Maggie Hassan's people were hoping their candidate could gain some traction by having Bill Clinton fill the ballroom at the Radisson Hotel with supporters.
They were half right.
Although Clinton only managed to fill the ballroom to about half its 700 capacity, many of those who did come out to hear their favorite former U.S. president went away with a new resolve to support Hassan for governor.
“I came to hear Bill Clinton, not to hear Maggie. However having done that, I will definitely vote for Maggie,” said Suze Scholl of Nashua.
Her friend, Diane Blake of Londonderry, said she, too, will be voting for Hassan.
“I didn't know much about Maggie before, but I will be voting for her, now,” said Diane Blake, of Londonderry, following the hour-long event at the Radisson.
Clinton spoke of Hassan's effective leadership and "true grit" while serving in the New Hampshire Senate.
"I know I'm preaching to the saved here," Clinton said. "But it's important you go out and talk about her record in the senate."
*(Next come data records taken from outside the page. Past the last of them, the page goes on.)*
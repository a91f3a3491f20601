//! App container and init endpoints

use axum::{
    extract::{Path, State},
    Extension, Json,
};
use serde_json::json;

use crate::apps::url::{append_login_params, auto_login_cookies};
use crate::apps::AppStatus;
use crate::database::{Enrollment, EnrollmentStore, InitStatus, Track, TrackStore};
use crate::error::{DaemonError, Result};
use crate::init::InitResult;
use crate::router::middleware::auth::{require_owner, Claims};
use crate::router::AppState;

async fn load_owned(
    state: &AppState,
    claims: &Claims,
    enrollment_id: i64,
) -> Result<(Enrollment, Track)> {
    let conn = state.db.conn().await;

    let enrollment = EnrollmentStore
        .get(&conn, enrollment_id)?
        .ok_or_else(|| DaemonError::NotFound("Enrollment not found".to_string()))?;

    require_owner(claims, enrollment.user_id)?;

    let track = TrackStore
        .get(&conn, enrollment.track_id)?
        .ok_or_else(|| DaemonError::NotFound("Track not found".to_string()))?;

    Ok((enrollment, track))
}

/// App status for the enrollment.
///
/// Init gates the answer first; then the URL source is resolved in priority
/// order: configured template, init script output, app container.
pub async fn app_status(
    State(state): State<AppState>,
    Extension(claims): Extension<Claims>,
    Path(enrollment_id): Path<i64>,
) -> Result<Json<AppStatus>> {
    let (enrollment, track) = load_owned(&state, &claims, enrollment_id).await?;

    let has_init = track.has_init_script();
    let has_app =
        has_init || track.app_url_template.is_some() || track.app_container_image.is_some();

    if !has_app {
        return Ok(Json(AppStatus::bare("no_app", false)));
    }

    if has_init {
        match enrollment.init_status {
            InitStatus::Pending => return Ok(Json(AppStatus::bare("needs_init", true))),
            InitStatus::Running => return Ok(Json(AppStatus::bare("initializing", true))),
            InitStatus::Failed => {
                // A configured URL makes init failure telemetry, not a blocker
                if track.app_url_template.is_none() {
                    let mut status = AppStatus::bare("init_failed", true);
                    status.error = enrollment.init_error.clone();
                    return Ok(Json(status));
                }
            }
            InitStatus::Success => {}
        }
    }

    if let Some(template) = &track.app_url_template {
        let mut status = AppStatus::bare("ready", true);
        status.kind = Some("external".to_string());
        status.url = Some(append_login_params(&track, template.clone()));
        status.cookies = Some(auto_login_cookies(&track));
        return Ok(Json(status));
    }

    if has_init {
        if let Some(url) = &enrollment.app_url {
            let mut status = AppStatus::bare("ready", true);
            status.kind = Some("external".to_string());
            status.url = Some(url.clone());
            status.cookies = Some(enrollment.app_cookies.clone());
            return Ok(Json(status));
        }
    }

    if track.app_container_image.is_some() {
        return Ok(Json(state.apps.status(enrollment_id).await?));
    }

    Ok(Json(AppStatus::bare("no_app", false)))
}

/// Run the track's initialization script (single-flight per enrollment)
pub async fn run_init(
    State(state): State<AppState>,
    Extension(claims): Extension<Claims>,
    Path(enrollment_id): Path<i64>,
) -> Result<Json<InitResult>> {
    load_owned(&state, &claims, enrollment_id).await?;

    let result = state.init.run_init(enrollment_id).await?;
    Ok(Json(result))
}

fn require_app_container(track: &Track) -> Result<()> {
    if track.app_container_image.is_none() {
        return Err(DaemonError::BadRequest(
            "This track does not have an app container configured".to_string(),
        ));
    }
    Ok(())
}

pub async fn start_app(
    State(state): State<AppState>,
    Extension(claims): Extension<Claims>,
    Path(enrollment_id): Path<i64>,
) -> Result<Json<AppStatus>> {
    let (_, track) = load_owned(&state, &claims, enrollment_id).await?;
    require_app_container(&track)?;

    state.apps.start(enrollment_id).await?;
    Ok(Json(state.apps.status(enrollment_id).await?))
}

pub async fn restart_app(
    State(state): State<AppState>,
    Extension(claims): Extension<Claims>,
    Path(enrollment_id): Path<i64>,
) -> Result<Json<AppStatus>> {
    let (_, track) = load_owned(&state, &claims, enrollment_id).await?;
    require_app_container(&track)?;

    state.apps.restart(enrollment_id).await?;
    Ok(Json(state.apps.status(enrollment_id).await?))
}

pub async fn stop_app(
    State(state): State<AppState>,
    Extension(claims): Extension<Claims>,
    Path(enrollment_id): Path<i64>,
) -> Result<Json<serde_json::Value>> {
    load_owned(&state, &claims, enrollment_id).await?;

    state.apps.stop(enrollment_id).await?;
    Ok(Json(json!({
        "status": "stopped",
        "message": "Container stopped successfully"
    })))
}
//! LiveLabs Daemon - sandbox orchestration for hands-on labs
//!
//! Manages the Docker containers behind learner enrollments: one-shot
//! script runs, long-lived lab apps, interactive terminals and the
//! iframe-embedding proxy.

use anyhow::Result;
use clap::Parser;
use tracing::{error, info};

mod cmd;

#[derive(Parser)]
#[command(name = "livelabs-daemon")]
#[command(about = "LiveLabs sandbox orchestration daemon")]
#[command(version)]
struct Cli {
    #[command(subcommand)]
    command: Option<cmd::Commands>,

    /// Path to configuration file
    #[arg(short, long, default_value = "config.toml")]
    config: String,

    /// Enable debug logging
    #[arg(short, long)]
    debug: bool,
}

#[tokio::main]
async fn main() -> Result<()> {
    let cli = Cli::parse();

    // Initialize logging
    let log_level = if cli.debug { "debug" } else { "info" };
    tracing_subscriber::fmt()
        .with_env_filter(
            tracing_subscriber::EnvFilter::try_from_default_env()
                .unwrap_or_else(|_| format!("livelabs_daemon={}", log_level).into()),
        )
        .init();

    info!("Starting LiveLabs Daemon v{}", env!("CARGO_PKG_VERSION"));

    match cli.command {
        Some(cmd::Commands::Diagnostics) => {
            cmd::diagnostics::run(&cli.config).await?;
        }
        None => {
            // Default: run the daemon
            if let Err(e) = cmd::root::run(&cli.config).await {
                error!("Daemon error: {}", e);
                std::process::exit(1);
            }
        }
    }

    Ok(())
}
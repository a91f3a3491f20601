//! Enrollment persistence

use std::collections::HashMap;

use rusqlite::Connection;
use serde::{Deserialize, Serialize};

use super::{DatabaseError, DatabaseResult};

/// A cookie the UI injects client-side for auto-login
#[derive(Debug, Clone, PartialEq, Eq, Serialize, Deserialize)]
pub struct Cookie {
    pub name: String,
    pub value: String,
}

/// Init script lifecycle state.
///
/// Transitions follow `pending -> running -> {success, failed}` plus
/// `failed -> running` on explicit retry; the transition into `running` is a
/// compare-and-set so concurrent init requests collapse to one run.
#[derive(Debug, Clone, Copy, PartialEq, Eq, Default, Serialize, Deserialize)]
#[serde(rename_all = "snake_case")]
pub enum InitStatus {
    #[default]
    Pending,
    Running,
    Success,
    Failed,
}

impl InitStatus {
    pub fn as_str(&self) -> &'static str {
        match self {
            InitStatus::Pending => "pending",
            InitStatus::Running => "running",
            InitStatus::Success => "success",
            InitStatus::Failed => "failed",
        }
    }

    pub fn parse(s: &str) -> Self {
        match s {
            "running" => InitStatus::Running,
            "success" => InitStatus::Success,
            "failed" => InitStatus::Failed,
            _ => InitStatus::Pending,
        }
    }
}

/// Enrollment record - the unit of sandbox ownership
#[derive(Debug, Clone)]
pub struct Enrollment {
    pub id: i64,
    pub user_id: i64,
    pub track_id: i64,
    /// 1-indexed order of the step the learner is on
    pub current_step: i64,
    /// Learner-supplied environment, merged over the track secrets
    pub environment: HashMap<String, String>,
    pub app_url: Option<String>,
    pub app_cookies: Vec<Cookie>,
    pub init_status: InitStatus,
    pub init_error: Option<String>,
    pub init_completed_at: Option<i64>,
    pub started_at: i64,
    pub completed_at: Option<i64>,
}

impl Enrollment {
    pub fn new(user_id: i64, track_id: i64) -> Self {
        Self {
            id: 0,
            user_id,
            track_id,
            current_step: 1,
            environment: HashMap::new(),
            app_url: None,
            app_cookies: Vec::new(),
            init_status: InitStatus::Pending,
            init_error: None,
            init_completed_at: None,
            started_at: 0,
            completed_at: None,
        }
    }
}

/// Store for enrollment rows
pub struct EnrollmentStore;

impl EnrollmentStore {
    pub fn create(&self, conn: &Connection, enrollment: &Enrollment) -> DatabaseResult<i64> {
        conn.execute(
            r#"
            INSERT INTO enrollments (user_id, track_id, current_step, environment, init_status)
            VALUES (?1, ?2, ?3, ?4, ?5)
            "#,
            rusqlite::params![
                enrollment.user_id,
                enrollment.track_id,
                enrollment.current_step,
                serde_json::to_string(&enrollment.environment)?,
                enrollment.init_status.as_str(),
            ],
        )?;

        Ok(conn.last_insert_rowid())
    }

    pub fn get(&self, conn: &Connection, id: i64) -> DatabaseResult<Option<Enrollment>> {
        let mut stmt = conn.prepare(
            r#"
            SELECT id, user_id, track_id, current_step, environment, app_url, app_cookies,
                   init_status, init_error, init_completed_at, started_at, completed_at
            FROM enrollments
            WHERE id = ?1
            "#,
        )?;

        let result = stmt.query_row([id], |row| {
            Ok((
                row.get::<_, i64>(0)?,
                row.get::<_, i64>(1)?,
                row.get::<_, i64>(2)?,
                row.get::<_, i64>(3)?,
                row.get::<_, String>(4)?,
                row.get::<_, Option<String>>(5)?,
                row.get::<_, String>(6)?,
                row.get::<_, String>(7)?,
                row.get::<_, Option<String>>(8)?,
                row.get::<_, Option<i64>>(9)?,
                row.get::<_, i64>(10)?,
                row.get::<_, Option<i64>>(11)?,
            ))
        });

        let raw = match result {
            Ok(raw) => raw,
            Err(rusqlite::Error::QueryReturnedNoRows) => return Ok(None),
            Err(e) => return Err(DatabaseError::from(e)),
        };

        Ok(Some(Enrollment {
            id: raw.0,
            user_id: raw.1,
            track_id: raw.2,
            current_step: raw.3,
            environment: serde_json::from_str(&raw.4)?,
            app_url: raw.5,
            app_cookies: serde_json::from_str(&raw.6)?,
            init_status: InitStatus::parse(&raw.7),
            init_error: raw.8,
            init_completed_at: raw.9,
            started_at: raw.10,
            completed_at: raw.11,
        }))
    }

    /// Compare-and-set the init status to `running`.
    ///
    /// Succeeds only from `pending` or `failed`; the returned flag is the
    /// single-flight gate for concurrent init requests.
    pub fn begin_init(&self, conn: &Connection, id: i64) -> DatabaseResult<bool> {
        let changed = conn.execute(
            r#"
            UPDATE enrollments
            SET init_status = 'running', init_error = NULL
            WHERE id = ?1 AND init_status IN ('pending', 'failed')
            "#,
            [id],
        )?;

        Ok(changed > 0)
    }

    pub fn finish_init_success(
        &self,
        conn: &Connection,
        id: i64,
        url: Option<&str>,
        cookies: &[Cookie],
    ) -> DatabaseResult<()> {
        conn.execute(
            r#"
            UPDATE enrollments
            SET init_status = 'success', init_error = NULL, app_url = ?2, app_cookies = ?3,
                init_completed_at = strftime('%s', 'now')
            WHERE id = ?1
            "#,
            rusqlite::params![id, url, serde_json::to_string(cookies)?],
        )?;

        Ok(())
    }

    pub fn finish_init_failed(&self, conn: &Connection, id: i64, error: &str) -> DatabaseResult<()> {
        conn.execute(
            r#"
            UPDATE enrollments
            SET init_status = 'failed', init_error = ?2
            WHERE id = ?1
            "#,
            rusqlite::params![id, error],
        )?;

        Ok(())
    }

    /// Advance the learner to the next step
    pub fn advance_step(&self, conn: &Connection, id: i64) -> DatabaseResult<()> {
        conn.execute(
            "UPDATE enrollments SET current_step = current_step + 1 WHERE id = ?1",
            [id],
        )?;

        Ok(())
    }

    /// Mark the enrollment finished
    pub fn set_completed(&self, conn: &Connection, id: i64) -> DatabaseResult<()> {
        conn.execute(
            "UPDATE enrollments SET completed_at = strftime('%s', 'now') WHERE id = ?1",
            [id],
        )?;

        Ok(())
    }
}
//! Learner-visible URL construction
//!
//! The manager is the authority on the URL the UI embeds: template
//! substitution for `{port}` / `{port:<container>}`, a localhost default,
//! and auto-login decoration.

use std::collections::BTreeMap;

use crate::database::{AutoLoginType, Cookie, Track};

/// Host port backing the "first" mapped port.
///
/// First follows the track's declared port order, not map iteration order.
pub fn first_host_port(track: &Track, ports: &BTreeMap<String, u16>) -> Option<u16> {
    for mapping in &track.app_container_ports {
        if let Some(host) = ports.get(&mapping.container.to_string()) {
            return Some(*host);
        }
    }

    ports.values().next().copied()
}

/// Build the app URL with port substitution and auto-login params
pub fn build_app_url(track: &Track, ports: Option<&BTreeMap<String, u16>>) -> Option<String> {
    let first_port = ports.and_then(|p| first_host_port(track, p));

    let mut url = match &track.app_url_template {
        Some(template) => template.clone(),
        None => format!("http://localhost:{}", first_port?),
    };

    if let Some(port) = first_port {
        url = url.replace("{port}", &port.to_string());
    }

    if let Some(ports) = ports {
        for (container, host) in ports {
            url = url.replace(&format!("{{port:{}}}", container), &host.to_string());
        }
    }

    Some(append_login_params(track, url))
}

/// Append `auto_login_config.params` as a query string when configured
pub fn append_login_params(track: &Track, url: String) -> String {
    if track.auto_login_type != AutoLoginType::UrlParams {
        return url;
    }

    let params = &track.auto_login_config.params;
    if params.is_empty() {
        return url;
    }

    let separator = if url.contains('?') { '&' } else { '?' };
    let query = params
        .iter()
        .map(|(k, v)| format!("{}={}", k, v))
        .collect::<Vec<_>>()
        .join("&");

    format!("{}{}{}", url, separator, query)
}

/// Cookies the UI injects client-side when cookie auto-login is configured
pub fn auto_login_cookies(track: &Track) -> Vec<Cookie> {
    if track.auto_login_type != AutoLoginType::Cookies {
        return Vec::new();
    }

    track.auto_login_config.cookies.clone()
}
He also spent a good deal of time running down some of the state's more notorious lapses under the current Republican leadership.
"They've cut education so they could cut the cigarette tax? What's that, smoke more, learn less?" said Clinton.
He said the pervasive political "winner takes all" attitude does not serve New Hampshire, or the country.
"Everywhere in the country, whether you're talking about a presidential election or a governor's race, there are usually two huge questions: Who's more likely to get us back to full employment," Clinton said, "...and what kind of people are we anyway? Are we going back to our motto, 'out of many one,' E pluribus unum, do we believe that the founders of this country pledged their lives, their fortune, their sacred honor to form a more perfect union? Or do we really want to go through this 'winner take all, you're on your own, the government is the devil incarnate' direction that the Tea Party/Republican party is taking?"
Before things got rolling, Judy Arnold and Charles Payne of Derry arrived early enough to get a pretty good spot in front of the stage. They were surprised the room wasn't more full – not just because of Clinton, but because this gubernatorial race is pivotal, they said.
"I think it's been one of the quietest races ever," Payne said.
Arnold agreed, saying she's spoken to some people who don't even realize there's a governor's race going on.
"It's making me a little nervous to hear people say, 'Governor of what?' when I mention Maggie is running for governor," Arnold said.
Both Arnold and Payne said they are already dedicated Hassan supporters, and hoped Clinton's endorsement might "wake up" voters to pay attention to the race, and the major issues that are riding on this election.
Clinton underscored that point in his remarks, saying that he hoped voters would pay attention to Hassan's message, and compare her stance on the issues with those of her opponents.
Hassan will face off against fellow Democrats Jackie Cilley and Bill Kennedy in the primary for a shot at whoever wins the GOP primary, Kevin Smith or Ovide Lamontagne.
Last night, Smith released a statement in anticipation of Clinton's arrival, and endorsement of Hassan.
"It doesn't matter who campaigns for Maggie Hassan, it won't change the fact that she raised taxes on small businesses, authored a government takeover of health care, and doesn't have a plan to grow our economy. Whether it's Maggie, John Lynch, or Ovide Lamontagne, endorsements matter little if you can't back them up with the solutions and plan for making New Hampshire more economically competitive and creating new jobs. Voters want leadership and they want results," Smith said.
Clinton poked holes in the GOP's record of leadership throughout his remarks, touching on the resulting erosion to public education, medicare and healthcare systems on their watch.
"I feel a little bad for the Tea Party in Congress; their approval rating is only at 18 percent," said Clinton.
"Thing is, they've done what they said they would do in 2010, but nobody paid attention – politicians are more honest than you think they are," Clinton said. "I know Maggie will do what she says she's going to do. She won't give you miracles, but she will give you progress... she won't drive a wedge through the heart of New Hampshire. She will lead you, and you will be proud."
That particular part of Clinton's remarks resonated with Diane Blake.
"I liked that he said, 'Gee whiz, you get what you vote for.' Because people weren't listening to them during the last election, and they're doing in Concord exactly what they said they were going to do – as Bill said, 'smoke more and learn less,' and that's not the state I know."
Also in attendance was former Nashua Alderman Carl Andrade, who said he's met Hassan before, but it was Bill Clinton that drew him out to the event – even though he's met the President several times before, over the years.
“I'm back because I'm like so many people, who wish he was our president for life,” Andrade said.